Enfortumab vedotin is an antibody-drug conjugate (ADC) comprised of a Nectin-4-directed antibody and monomethyl auristatin E (MMAE), which is primarily eliminated through P-glycoprotein (P-gp)-mediated excretion and cytochrome P450 3A4 (CYP3A4)-mediated metabolism. A physiologically based pharmacokinetic (PBPK) model was developed to predict effects of combined P-gp with CYP3A4 inhibitor/inducer (ketoconazole/rifampin) on MMAE exposure when coadministered with enfortumab vedotin and study enfortumab vedotin with CYP3A4 (midazolam) and P-gp (digoxin) substrate exposure.

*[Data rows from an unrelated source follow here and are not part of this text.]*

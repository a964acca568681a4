//! ABI writer
//!
//! Serializes [`Token`]s using the standard head/tail layout
//! (`abi.encode`) or the tightly packed layout (`abi.encodePacked`).

use sc_crypto::Address;

use crate::token::Token;
use crate::{AbiError, AbiResult, WORD_SIZE};

/// ABI writer accumulating encoded bytes.
///
/// All integers are big-endian and occupy full 32-byte words in the standard
/// layout.
#[derive(Debug, Clone, Default)]
pub struct AbiWriter {
    buffer: Vec<u8>,
}

impl AbiWriter {
    #[inline]
    pub fn new() -> Self {
        Self { buffer: Vec::new() }
    }

    #[inline]
    pub fn with_capacity(capacity: usize) -> Self {
        Self {
            buffer: Vec::with_capacity(capacity),
        }
    }

    // ========================================================================
    // Words
    // ========================================================================

    /// Write a raw 32-byte word.
    #[inline]
    pub fn write_word(&mut self, word: &[u8; WORD_SIZE]) {
        self.buffer.extend_from_slice(word);
    }

    /// Write an unsigned integer as a left-padded word.
    #[inline]
    pub fn write_uint(&mut self, value: u128) {
        let mut word = [0u8; WORD_SIZE];
        word[16..].copy_from_slice(&value.to_be_bytes());
        self.write_word(&word);
    }

    #[inline]
    pub fn write_address(&mut self, address: &Address) {
        self.write_word(&address.to_word());
    }

    #[inline]
    pub fn write_bool(&mut self, value: bool) {
        self.write_uint(u128::from(value));
    }

    /// Write bytes right-padded with zeros to a word boundary.
    pub fn write_padded(&mut self, data: &[u8]) {
        self.buffer.extend_from_slice(data);
        let padding = (WORD_SIZE - data.len() % WORD_SIZE) % WORD_SIZE;
        self.buffer.extend(std::iter::repeat_n(0, padding));
    }

    /// Write dynamic `bytes`: length word, then padded data.
    pub fn write_bytes(&mut self, data: &[u8]) {
        self.write_uint(data.len() as u128);
        self.write_padded(data);
    }

    /// Write raw bytes without length or padding.
    #[inline]
    pub fn write_raw(&mut self, data: &[u8]) {
        self.buffer.extend_from_slice(data);
    }

    // ========================================================================
    // Tokens
    // ========================================================================

    /// Write a sequence of tokens as a standard ABI tuple body.
    ///
    /// Static values are written in place; dynamic values leave an offset in
    /// the head and their content in the tail.
    pub fn write_tokens(&mut self, tokens: &[Token]) -> AbiResult<()> {
        let head_len: usize = tokens.iter().map(Token::head_len).sum();
        let mut tail = AbiWriter::new();

        for token in tokens {
            if token.is_dynamic() {
                self.write_uint((head_len + tail.len()) as u128);
                tail.write_token_body(token)?;
            } else {
                self.write_token_body(token)?;
            }
        }

        self.buffer.extend_from_slice(&tail.buffer);
        Ok(())
    }

    fn write_token_body(&mut self, token: &Token) -> AbiResult<()> {
        match token {
            Token::Address(address) => self.write_address(address),
            Token::Uint(value) => self.write_uint(*value),
            Token::Uint8(value) => self.write_uint(u128::from(*value)),
            Token::Bool(value) => self.write_bool(*value),
            Token::Bytes32(hash) => self.write_word(&hash.0),
            Token::FixedBytes(bytes) => {
                if bytes.is_empty() || bytes.len() > WORD_SIZE {
                    return Err(AbiError::InvalidFixedBytes(bytes.len()));
                }
                self.write_padded(bytes);
            }
            Token::Bytes(bytes) => self.write_bytes(bytes),
            Token::Array(items) => {
                self.write_uint(items.len() as u128);
                self.write_tokens(items)?;
            }
            Token::Tuple(members) => self.write_tokens(members)?,
        }
        Ok(())
    }

    /// Write tokens in `abi.encodePacked` layout.
    ///
    /// Values take their natural width; array elements are still padded to a
    /// full word, as Solidity does. Tuples cannot be packed.
    pub fn write_packed(&mut self, tokens: &[Token]) -> AbiResult<()> {
        for token in tokens {
            match token {
                Token::Address(address) => self.write_raw(address.as_bytes()),
                Token::Uint(value) => self.write_uint(*value),
                Token::Uint8(value) => self.buffer.push(*value),
                Token::Bool(value) => self.buffer.push(u8::from(*value)),
                Token::Bytes32(hash) => self.write_raw(&hash.0),
                Token::FixedBytes(bytes) => {
                    if bytes.is_empty() || bytes.len() > WORD_SIZE {
                        return Err(AbiError::InvalidFixedBytes(bytes.len()));
                    }
                    self.write_raw(bytes);
                }
                Token::Bytes(bytes) => self.write_raw(bytes),
                Token::Array(items) => {
                    for item in items {
                        if item.is_dynamic() {
                            return Err(AbiError::Unpackable("nested dynamic array element"));
                        }
                        self.write_token_body(item)?;
                    }
                }
                Token::Tuple(_) => return Err(AbiError::Unpackable("tuple")),
            }
        }
        Ok(())
    }

    // ========================================================================
    // Buffer Access
    // ========================================================================

    #[inline]
    pub fn into_bytes(self) -> Vec<u8> {
        self.buffer
    }

    #[inline]
    pub fn as_bytes(&self) -> &[u8] {
        &self.buffer
    }

    #[inline]
    pub fn len(&self) -> usize {
        self.buffer.len()
    }

    #[inline]
    pub fn is_empty(&self) -> bool {
        self.buffer.is_empty()
    }
}

#[cfg(test)]
mod tests {
    use super::*;
    use sc_crypto::H256;

    #[test]
    fn test_write_uint_word() {
        let mut writer = AbiWriter::new();
        writer.write_uint(0x1234);
        let bytes = writer.into_bytes();
        assert_eq!(bytes.len(), 32);
        assert_eq!(&bytes[30..], &[0x12, 0x34]);
        assert!(bytes[..30].iter().all(|b| *b == 0));
    }

    #[test]
    fn test_dynamic_bytes_layout() {
        // abi.encode(uint256 1, bytes 0xabcd)
        let mut writer = AbiWriter::new();
        writer
            .write_tokens(&[Token::Uint(1), Token::Bytes(vec![0xab, 0xcd])])
            .unwrap();
        let bytes = writer.into_bytes();
        assert_eq!(bytes.len(), 32 * 4);
        assert_eq!(bytes[31], 1);
        assert_eq!(bytes[63], 0x40); // offset to tail
        assert_eq!(bytes[95], 2); // length
        assert_eq!(&bytes[96..98], &[0xab, 0xcd]);
    }

    #[test]
    fn test_address_array_layout() {
        let a = Address([0x11; 20]);
        let b = Address([0x22; 20]);
        let mut writer = AbiWriter::new();
        writer.write_tokens(&[Token::addresses(&[a, b])]).unwrap();
        let bytes = writer.into_bytes();
        // offset, length, two elements
        assert_eq!(bytes.len(), 32 * 4);
        assert_eq!(bytes[31], 0x20);
        assert_eq!(bytes[63], 2);
        assert_eq!(&bytes[76..96], a.as_bytes());
        assert_eq!(&bytes[108..128], b.as_bytes());
    }

    #[test]
    fn test_packed_widths() {
        let mut writer = AbiWriter::new();
        writer
            .write_packed(&[
                Token::FixedBytes(vec![0x19]),
                Token::Address(Address([0xaa; 20])),
                Token::Uint(5),
                Token::Bytes32(H256([0xbb; 32])),
                Token::Uint8(1),
            ])
            .unwrap();
        assert_eq!(writer.len(), 1 + 20 + 32 + 32 + 1);
        assert_eq!(writer.as_bytes()[0], 0x19);
    }

    #[test]
    fn test_packed_rejects_tuple() {
        let mut writer = AbiWriter::new();
        assert!(writer.write_packed(&[Token::Tuple(vec![])]).is_err());
    }

    #[test]
    fn test_fixed_bytes_bounds() {
        let mut writer = AbiWriter::new();
        assert!(writer.write_tokens(&[Token::FixedBytes(vec![0; 33])]).is_err());
    }
}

A PBPK model was built for enfortumab vedotin and unconjugated MMAE using the PBPK simulator ADC module. A similar model was developed with brentuximab vedotin, an ADC with the same valine-citrulline-MMAE linker as enfortumab vedotin, for MMAE drug-drug interaction (DDI) verification using clinical data. The DDI simulation predicted a less-than-2-fold increase in MMAE exposure with enfortumab vedotin plus ketoconazole (MMAE geometric mean ratio [GMR] for maximum concentration [C max ], 1.15; GMR for area under the time-concentration curve from time 0 to last quantifiable concentration [AUC last ], 1.38). Decreased MMAE exposure above 50% but below 80% was observed with enfortumab vedotin plus rifampin (MMAE GMR C max , 0.72; GMR AUC last , 0.47). No effect of enfortumab vedotin on midazolam or digoxin systemic exposure was predicted. Results suggest that combination enfortumab vedotin, P-gp, and a CYP3A4 inhibitor may result in increased MMAE exposure and patients should be monitored for potential adverse effects. Combination P-gp and a CYP3A4 inducer may result in decreased MMAE exposure. No exposure change is expected for CYP3A4 or P-gp substrates when combined with enfortumab vedotin.ClinicalTrials.gov identifier Not applicable.